Clinical parameters included ARR, Expanded Disability Status Score (EDSS), Kurtzke Functional Status Scale (KFSS), MS Functional Composite (MSFC), PASAT score, and Symbol-Digit Modality Test (SDMT). Correlation was also assessed between mental processing speed (the sum of the z scores for PASAT and SDMT adjusted for education status, age, and sex) and selected MRI parameters.

Of the 468 patients originally randomized, 278 (71.3%) participated in the BENEFIT 11 follow-up study. This population included 167 patients in the original early-treatment group (57.2% of the original cohort) and 111 patients from the original delayed-treatment group (63.1% of the original cohort).

Year 11 MRI and OCT assessments were conducted in 191 patients (68.7%) and 86 patients (30.9%, two patients missing data), respectively. Little difference between the early- and delayed-treatments groups, with respect to MRI and OCT findings, was noted, with the exception of a difference in median number of T1-hypointense lesions. The early-treatment group had 4.0 lesions, and the delayed-treatment group had 2.0 lesions.

Regarding MRI, significant positive correlations in the overall BENEFIT 11 population were observed between ARR and volume of T1 lesions (r = 0.212), ARR and volume of T2 lesions (r = 0.216), EDSS score and T1 hypointensity volume (r = 0.281), and EDSS and T2 volume (r = 0.244). Significant negative correlations in the overall BENEFIT 11 population were observed between ARR and mean upper cervical cord area (MUCCA) (r = –0.208), EDSS and MUCCA (r = –0.194), and MSFC and T1 lesion volume (r = –0.183) and T2 lesion volume (r = –0.213). Mental processing speed correlated negatively with number of T1 lesions (r = –0.176).

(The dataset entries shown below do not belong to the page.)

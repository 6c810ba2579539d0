//! Update Dispatcher
//!
//! Routes live messages to the page: stats go to the summary cards, topology
//! and trace snapshots go to the registered render callbacks, and error
//! alerts become toasts plus a bump of the error counter.
//!
//! Dispatch never suspends. Visual effects (highlight, pulse) are reverted by
//! scheduler timeouts; a new change on the same element restarts its effect.

use std::cell::RefCell;
use std::collections::HashMap;
use std::rc::{Rc, Weak};

use chrono::Local;
use insight_shared::{ErrorAlert, Message, MessageKind, Payload, StatsPayload};

use super::registry::{RenderRegistry, RenderTarget};
use crate::dom::UiSurface;
use crate::format::{format_count, format_date, format_running_hours, format_success_rate, parse_count};
use crate::notifications::{NotificationQueue, Severity};
use crate::runtime::{Scheduler, TimerHandle};

/// Element ids of the dashboard summary cards
pub const TOTAL_REQUESTS_ID: &str = "total-requests";
pub const TOTAL_SPANS_ID: &str = "total-spans";
pub const SUCCESS_RATE_ID: &str = "success-rate";
pub const RUNNING_HOURS_ID: &str = "running-hours";
pub const ERROR_COUNT_ID: &str = "error-count";

/// Class marking a value that just changed
pub const HIGHLIGHT_CLASS: &str = "value-updated";

/// Class animating the error counter
pub const PULSE_CLASS: &str = "pulse-animation";

struct DispatcherInner {
    surface: Rc<dyn UiSurface>,
    registry: RenderRegistry,
    notifications: NotificationQueue,
    scheduler: Rc<dyn Scheduler>,
    highlight_ms: u32,
    pulse_ms: u32,
    /// Pending effect reverts keyed by "<element>/<class>"
    effects: RefCell<HashMap<String, TimerHandle>>,
}

/// Routes messages to their handlers
#[derive(Clone)]
pub struct UpdateDispatcher {
    inner: Rc<DispatcherInner>,
}

impl UpdateDispatcher {
    pub fn new(
        surface: Rc<dyn UiSurface>,
        registry: RenderRegistry,
        notifications: NotificationQueue,
        scheduler: Rc<dyn Scheduler>,
        highlight_ms: u32,
        pulse_ms: u32,
    ) -> Self {
        Self {
            inner: Rc::new(DispatcherInner {
                surface,
                registry,
                notifications,
                scheduler,
                highlight_ms,
                pulse_ms,
                effects: RefCell::new(HashMap::new()),
            }),
        }
    }

    /// Handle one message
    pub fn dispatch(&self, message: &Message) {
        tracing::debug!("Dispatching {}", message.kind);

        match message.kind {
            MessageKind::StatsUpdate => self.update_stats(&message.data),
            MessageKind::TopologyUpdate | MessageKind::TracesUpdate => {
                if let Some(target) = RenderTarget::for_kind(message.kind) {
                    if !self.inner.registry.render(target, &message.data) {
                        tracing::debug!("No renderer registered for {}", target);
                    }
                }
            }
            MessageKind::ErrorAlert => self.raise_alert(&message.data),
        }
    }

    /// Parse and handle a body received on `topic`
    ///
    /// Malformed bodies and messages of a kind not published on `topic` are
    /// logged and dropped. Returns whether the message was dispatched.
    pub fn dispatch_raw(&self, topic: &str, body: &str) -> bool {
        let message = match Message::from_json(body) {
            Ok(message) => message,
            Err(e) => {
                tracing::warn!("Dropping malformed message on {}: {}", topic, e);
                return false;
            }
        };

        if message.kind.topic() != topic {
            tracing::debug!("Dropping {} received on {}", message.kind, topic);
            return false;
        }

        self.dispatch(&message);
        true
    }

    fn update_stats(&self, data: &Payload) {
        let stats: StatsPayload = match serde_json::from_value(data.clone()) {
            Ok(stats) => stats,
            Err(e) => {
                tracing::warn!("Ignoring malformed stats payload: {}", e);
                return;
            }
        };
        let Some(collector) = stats.collector_stats else {
            return;
        };

        let values = [
            (TOTAL_REQUESTS_ID, collector.total_received_requests.as_ref().map(format_count)),
            (TOTAL_SPANS_ID, collector.total_received_spans.as_ref().map(format_count)),
            (SUCCESS_RATE_ID, collector.success_rate.map(format_success_rate)),
            (RUNNING_HOURS_ID, collector.running_hours.as_ref().map(format_running_hours)),
        ];

        for (id, value) in values {
            if let Some(value) = value {
                self.update_value(id, &value);
            }
        }
    }

    /// Write `value` into `id` if it differs from what is shown
    fn update_value(&self, id: &str, value: &str) {
        let surface = &self.inner.surface;
        let Some(current) = surface.text(id) else {
            return;
        };
        if current == value {
            return;
        }

        surface.set_text(id, value);
        self.flash(id, HIGHLIGHT_CLASS, self.inner.highlight_ms);
    }

    fn raise_alert(&self, data: &Payload) {
        let alert = ErrorAlert::from_payload(data);

        let severity = if alert.is_critical() {
            Severity::Error
        } else {
            Severity::Warning
        };
        match alert.raised_at() {
            Some(at) => tracing::warn!(
                "Error alert raised {}: {}",
                format_date(&at.with_timezone(&Local)),
                alert.summary()
            ),
            None => tracing::warn!("Error alert: {}", alert.summary()),
        }
        self.inner.notifications.toast(alert.summary(), severity);

        let surface = &self.inner.surface;
        if let Some(current) = surface.text(ERROR_COUNT_ID) {
            let count = parse_count(&current).saturating_add(1);
            surface.set_text(ERROR_COUNT_ID, &count.to_string());
            self.flash(ERROR_COUNT_ID, PULSE_CLASS, self.inner.pulse_ms);
        }
    }

    /// Add `class` to `id` and remove it after `duration_ms`
    fn flash(&self, id: &str, class: &str, duration_ms: u32) {
        let key = format!("{}/{}", id, class);

        let previous = self.inner.effects.borrow_mut().remove(&key);
        drop(previous);

        self.inner.surface.add_class(id, class);

        let weak: Weak<DispatcherInner> = Rc::downgrade(&self.inner);
        let (id, class, effect_key) = (id.to_string(), class.to_string(), key.clone());
        let revert = self.inner.scheduler.timeout(
            duration_ms,
            Box::new(move || {
                if let Some(inner) = weak.upgrade() {
                    let fired = inner.effects.borrow_mut().remove(&effect_key);
                    drop(fired);
                    inner.surface.remove_class(&id, &class);
                }
            }),
        );
        self.inner.effects.borrow_mut().insert(key, revert);
    }
}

Regarding OCT, significant positive correlations in the BENEFIT 11 population were observed between PASAT and minimum global retinal nerve fiber layer thickness (r = 0.271). Significant negative correlations were observed between ARR and global retinal nerve fiber layer thickness (r = –0.233) and papillomacular bundle-retinal nerve fiber layer thickness (r = –0.239), T1 lesion volume and minimum global retinal nerve fiber layer thickness (r = 0.255) and papillomacular bundle-retinal nerve fiber layer thickness (r = –0.340), and T2 lesion volume and global retinal nerve fiber layer thickness (r = 0.307) and papillomacular bundle-retinal nerve fiber layer thickness (r = –0.392). No significant correlations were found between OCT parameters and EDSS, KFSS, MSFC, SDMT, normalized brain volume, mean cortical thickness, normalized thalamic volume, or visual acuity.

“Results from BENEFIT 11 confirmed the relationship between MRI measures of disease and long-term outcomes,” said Dr. Fox and colleagues. “Significant correlations of lesion volume with EDSS, ARR, and MSFC, as well as with minimum global retinal nerve fiber layer thickness and papillomacular bundle-retinal nerve fiber layer thickness were found, while MUCCA significantly correlated with EDSS and ARR.” These findings, the researchers said, highlight the importance of monitoring MRI activity for assessing disease status.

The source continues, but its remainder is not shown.